La nuova variante Covid NB.1.8.1, soprannominata ‘Nimbus’, sta attirando l’attenzione della comunità scientifica per la sua maggiore trasmissibilità, ma non desta al momento preoccupazioni eccessive sul piano clinico. Secondo uno studio italiano firmato da esperti delle università di Roma e Sassari, si tratterebbe infatti di una forma meno aggressiva rispetto alle recenti varianti circolate.
Lo studio, condotto dai ricercatori Francesco Branda, Massimo Ciccozzi e Fabio Scarpa, sottolinea come il vaccino aggiornato sulla variante JN.1, unito alla memoria immunitaria delle infezioni precedenti, dovrebbe continuare a offrire una protezione adeguata. Tuttavia, gli autori avvertono: “Non possiamo abbassare la guardia, serve una sorveglianza genomica costante per monitorare l’evoluzione del virus”.
La variante NB.1.8.1, designata come VUM (Variant under Monitoring) il 23 maggio scorso, è un discendente diretto della variante XDV, a sua volta collegata alla JN.1. Non costituisce ancora un cluster genetico distinto, ma fa parte di un clade eterogeneo che la rende di particolare interesse per la comunità virologica. Questa struttura genetica mostra che il virus continua a mutare in modo complesso, senza però segnali di pericolosità aumentata.

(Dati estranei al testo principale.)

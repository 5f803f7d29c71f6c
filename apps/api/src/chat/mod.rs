pub mod handlers;
pub mod prompts;

use serde::{Deserialize, Serialize};
use tracing::debug;

use crate::chat::prompts::{GREETING_MODEL, GREETING_USER};
use crate::llm_client::{
    Content, GenerateRequest, GenerativeModel, LlmError, Part, Role, SafetyProfile,
};

/// One prior message. History lives with the caller; nothing is stored server-side.
#[derive(Debug, Clone, PartialEq, Serialize, Deserialize)]
pub struct ChatTurn {
    pub role: Role,
    pub text: String,
}

/// Seed exchange, prior turns, then the new message. Blank turns are dropped.
pub fn build_request(history: &[ChatTurn], message: &str) -> GenerateRequest {
    let seed = [
        (Role::User, GREETING_USER),
        (Role::Model, GREETING_MODEL),
    ];

    let contents = seed
        .into_iter()
        .chain(history.iter().map(|turn| (turn.role, turn.text.as_str())))
        .filter(|(_, text)| !text.trim().is_empty())
        .chain(std::iter::once((Role::User, message)))
        .map(|(role, text)| Content {
            role: Some(role),
            parts: vec![Part::Text(text.to_string())],
        })
        .collect();

    GenerateRequest {
        contents,
        safety: SafetyProfile::Strict,
    }
}

pub async fn reply(
    model: &dyn GenerativeModel,
    history: &[ChatTurn],
    message: &str,
) -> Result<String, LlmError> {
    let request = build_request(history, message);
    debug!("Chat request with {} turns", request.contents.len());
    let text = model.generate(&request).await?;
    Ok(text.trim().to_string())
}

#[cfg(test)]
mod tests {
    use super::*;

    fn turn(role: Role, text: &str) -> ChatTurn {
        ChatTurn {
            role,
            text: text.to_string(),
        }
    }

    #[test]
    fn test_request_starts_with_greeting_and_ends_with_message() {
        let request = build_request(&[], "How do I improve my summary?");

        assert_eq!(request.contents.len(), 3);
        assert_eq!(request.contents[0].role, Some(Role::User));
        assert_eq!(
            request.contents[1].parts,
            vec![Part::Text(GREETING_MODEL.to_string())]
        );
        assert_eq!(
            request.contents[2].parts,
            vec![Part::Text("How do I improve my summary?".to_string())]
        );
        assert_eq!(request.safety, SafetyProfile::Strict);
    }

    #[test]
    fn test_history_is_kept_in_order_without_blank_turns() {
        let history = vec![
            turn(Role::User, "What is an ATS?"),
            turn(Role::Model, "An applicant tracking system."),
            turn(Role::User, "   "),
        ];
        let request = build_request(&history, "Thanks");

        let roles: Vec<_> = request.contents.iter().map(|c| c.role).collect();
        assert_eq!(
            roles,
            vec![
                Some(Role::User),
                Some(Role::Model),
                Some(Role::User),
                Some(Role::Model),
                Some(Role::User)
            ]
        );
    }
}
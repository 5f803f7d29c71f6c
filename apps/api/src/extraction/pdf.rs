use std::panic;

use tracing::warn;

/// Best-effort local text layer of a PDF.
///
/// Never fails: scanned or malformed PDFs yield an empty string and the remote
/// OCR pass works from the raw bytes instead.
pub fn text_layer(bytes: &[u8]) -> String {
    match panic::catch_unwind(|| pdf_extract::extract_text_from_mem(bytes)) {
        Ok(Ok(text)) => text.trim().to_string(),
        Ok(Err(e)) => {
            warn!("No usable PDF text layer: {e}");
            String::new()
        }
        Err(_) => {
            warn!("PDF text layer extraction panicked; relying on remote OCR");
            String::new()
        }
    }
}

#[cfg(test)]
mod tests {
    use super::*;

    #[test]
    fn test_garbage_bytes_give_empty_text() {
        assert_eq!(text_layer(b"definitely not a pdf"), "");
    }

    #[test]
    fn test_empty_buffer_gives_empty_text() {
        assert_eq!(text_layer(&[]), "");
    }
}
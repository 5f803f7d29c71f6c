//! Document extraction — turns an uploaded resume into text the analysis passes can use.
//!
//! DOCX is converted locally. PDF is forwarded as raw bytes so the cleanup pass can
//! OCR it remotely; the local PDF text layer is only a best-effort hint.

use bytes::Bytes;
use serde::{Deserialize, Serialize};
use tracing::debug;

use crate::errors::AnalysisError;

pub mod docx;
pub mod pdf;

pub const PDF_MIME: &str = "application/pdf";
pub const DOCX_MIME: &str =
    "application/vnd.openxmlformats-officedocument.wordprocessingml.document";

const OCTET_STREAM_MIME: &str = "application/octet-stream";

/// The two accepted resume formats.
#[derive(Debug, Clone, Copy, PartialEq, Eq, Serialize, Deserialize)]
#[serde(rename_all = "lowercase")]
pub enum MediaType {
    Pdf,
    Docx,
}

impl MediaType {
    pub fn mime(&self) -> &'static str {
        match self {
            MediaType::Pdf => PDF_MIME,
            MediaType::Docx => DOCX_MIME,
        }
    }

    /// Resolves the declared MIME type of an upload. Falls back to the file
    /// extension only when the client did not declare a specific type.
    pub fn resolve(declared: &str, file_name: Option<&str>) -> Result<Self, AnalysisError> {
        let essence = declared
            .split(';')
            .next()
            .unwrap_or_default()
            .trim()
            .to_ascii_lowercase();

        let effective = if essence.is_empty() || essence == OCTET_STREAM_MIME {
            file_name
                .and_then(|name| mime_guess::from_path(name).first_raw())
                .map(str::to_string)
                .unwrap_or(essence)
        } else {
            essence
        };

        match effective.as_str() {
            PDF_MIME => Ok(MediaType::Pdf),
            DOCX_MIME => Ok(MediaType::Docx),
            "" => Err(AnalysisError::UnsupportedFormat("unknown".to_string())),
            other => Err(AnalysisError::UnsupportedFormat(other.to_string())),
        }
    }
}

/// A file as received from the user. Owned by one analysis run, never persisted.
#[derive(Debug, Clone, PartialEq)]
pub struct UploadedDocument {
    pub file_name: Option<String>,
    pub declared_type: String,
    pub content: Bytes,
}

impl UploadedDocument {
    pub fn new(file_name: Option<String>, declared_type: impl Into<String>, content: Bytes) -> Self {
        Self {
            file_name,
            declared_type: declared_type.into(),
            content,
        }
    }

    pub fn size(&self) -> usize {
        self.content.len()
    }

    pub fn media_type(&self) -> Result<MediaType, AnalysisError> {
        MediaType::resolve(&self.declared_type, self.file_name.as_deref())
    }
}

/// Output of extraction: local text plus, for PDFs, the raw bytes for remote OCR.
#[derive(Debug, Clone, PartialEq)]
pub struct ExtractedResume {
    pub media_type: MediaType,
    /// Empty for a PDF without a usable text layer; that is not an error.
    pub text: String,
    pub pdf: Option<Bytes>,
}

/// Extracts text from an uploaded document. Pure over the in-memory buffer.
///
/// Rejects anything that is not PDF or DOCX before looking at the content.
pub fn extract(document: &UploadedDocument) -> Result<ExtractedResume, AnalysisError> {
    let media_type = document.media_type()?;

    let extracted = match media_type {
        MediaType::Docx => ExtractedResume {
            media_type,
            text: docx::extract_text(&document.content)?,
            pdf: None,
        },
        MediaType::Pdf => ExtractedResume {
            media_type,
            text: pdf::text_layer(&document.content),
            pdf: Some(document.content.clone()),
        },
    };

    debug!(
        "Extracted {} chars from {:?} upload ({} bytes)",
        extracted.text.len(),
        media_type,
        document.size()
    );
    Ok(extracted)
}
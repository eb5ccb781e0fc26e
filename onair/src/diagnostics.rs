//! Diagnostics events for background-task failures.
//!
//! Background tasks never let errors escape; they convert them into
//! [`DiagnosticEvent`]s and publish them on the bus under
//! [`DIAGNOSTICS_TOPIC`]. The CLI subscribes and logs them at warn.

use chrono::{DateTime, Utc};

/// Bus topic carrying diagnostics events.
pub const DIAGNOSTICS_TOPIC: &str = "diagnostics";

/// Severity of a diagnostic event.
#[derive(Debug, Clone, Copy, PartialEq, Eq)]
pub enum DiagnosticSeverity {
    Warning,
    Error,
}

/// A background-task failure report.
#[derive(Debug, Clone, PartialEq)]
pub struct DiagnosticEvent {
    /// Component that caught the failure (e.g. "lifecycle:tiktok").
    pub component: String,
    pub severity: DiagnosticSeverity,
    pub message: String,
    pub at: DateTime<Utc>,
}

impl DiagnosticEvent {
    /// Build a warning-level diagnostic.
    pub fn warning(component: impl Into<String>, message: impl Into<String>) -> Self {
        Self {
            component: component.into(),
            severity: DiagnosticSeverity::Warning,
            message: message.into(),
            at: Utc::now(),
        }
    }

    /// Build an error-level diagnostic.
    pub fn error(component: impl Into<String>, message: impl Into<String>) -> Self {
        Self {
            component: component.into(),
            severity: DiagnosticSeverity::Error,
            message: message.into(),
            at: Utc::now(),
        }
    }
}

#[cfg(test)]
mod tests {
    use super::*;

    #[test]
    fn test_warning_constructor() {
        let event = DiagnosticEvent::warning("lifecycle:tiktok", "detection failed");
        assert_eq!(event.severity, DiagnosticSeverity::Warning);
        assert_eq!(event.component, "lifecycle:tiktok");
    }

    #[test]
    fn test_error_constructor() {
        let event = DiagnosticEvent::error("display", "scene call failed");
        assert_eq!(event.severity, DiagnosticSeverity::Error);
        assert_eq!(event.message, "scene call failed");
    }
}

Secondo i dati aggiornati al 18 maggio 2025, la variante è stata identificata in 22 Paesi, rappresentando il 10,7% delle sequenze caricate nella banca dati GISAID fino alla fine di aprile. I casi sono in aumento, ma il trend non appare allarmante. Gli esperti spiegano che è fisiologico osservare una sostituzione tra varianti: NB.1.8.1 si sta affermando mentre altre, come XEC e LP.8.1, stanno progressivamente calando in diffusione.
In Italia, la variante Nimbus è presente da oltre un mese, come confermato da Mauro Pistello, direttore della Virologia dell’Azienda ospedaliera universitaria di Pisa. «L’abbiamo isolata e propagata in laboratorio – ha dichiarato – e si distingue per l’assenza di danno cellulare evidente, segno che il virus si sta adattando meglio all’ospite umano e sta probabilmente perdendo virulenza».
Il primo caso ufficiale in Italia è stato però registrato a Genova, presso l’ospedale San Martino, in un paziente fragile di 69 anni con una patologia oncoematologica. La diagnosi è arrivata dopo una sequenza completa del virus. Il paziente è stato trattato secondo protocollo e la situazione è rimasta sotto controllo.
Gli autori dello studio, che è stato inviato alla rivista ‘Infectious Diseases’, ribadiscono la necessità di non sottovalutare l’evoluzione del virus: anche se la variante Nimbus non mostra caratteristiche cliniche gravi, la continua mutazione del SARS-CoV-2 impone un monitoraggio sistematico, per garantire una risposta rapida e mirata in caso di futuri scenari pandemici.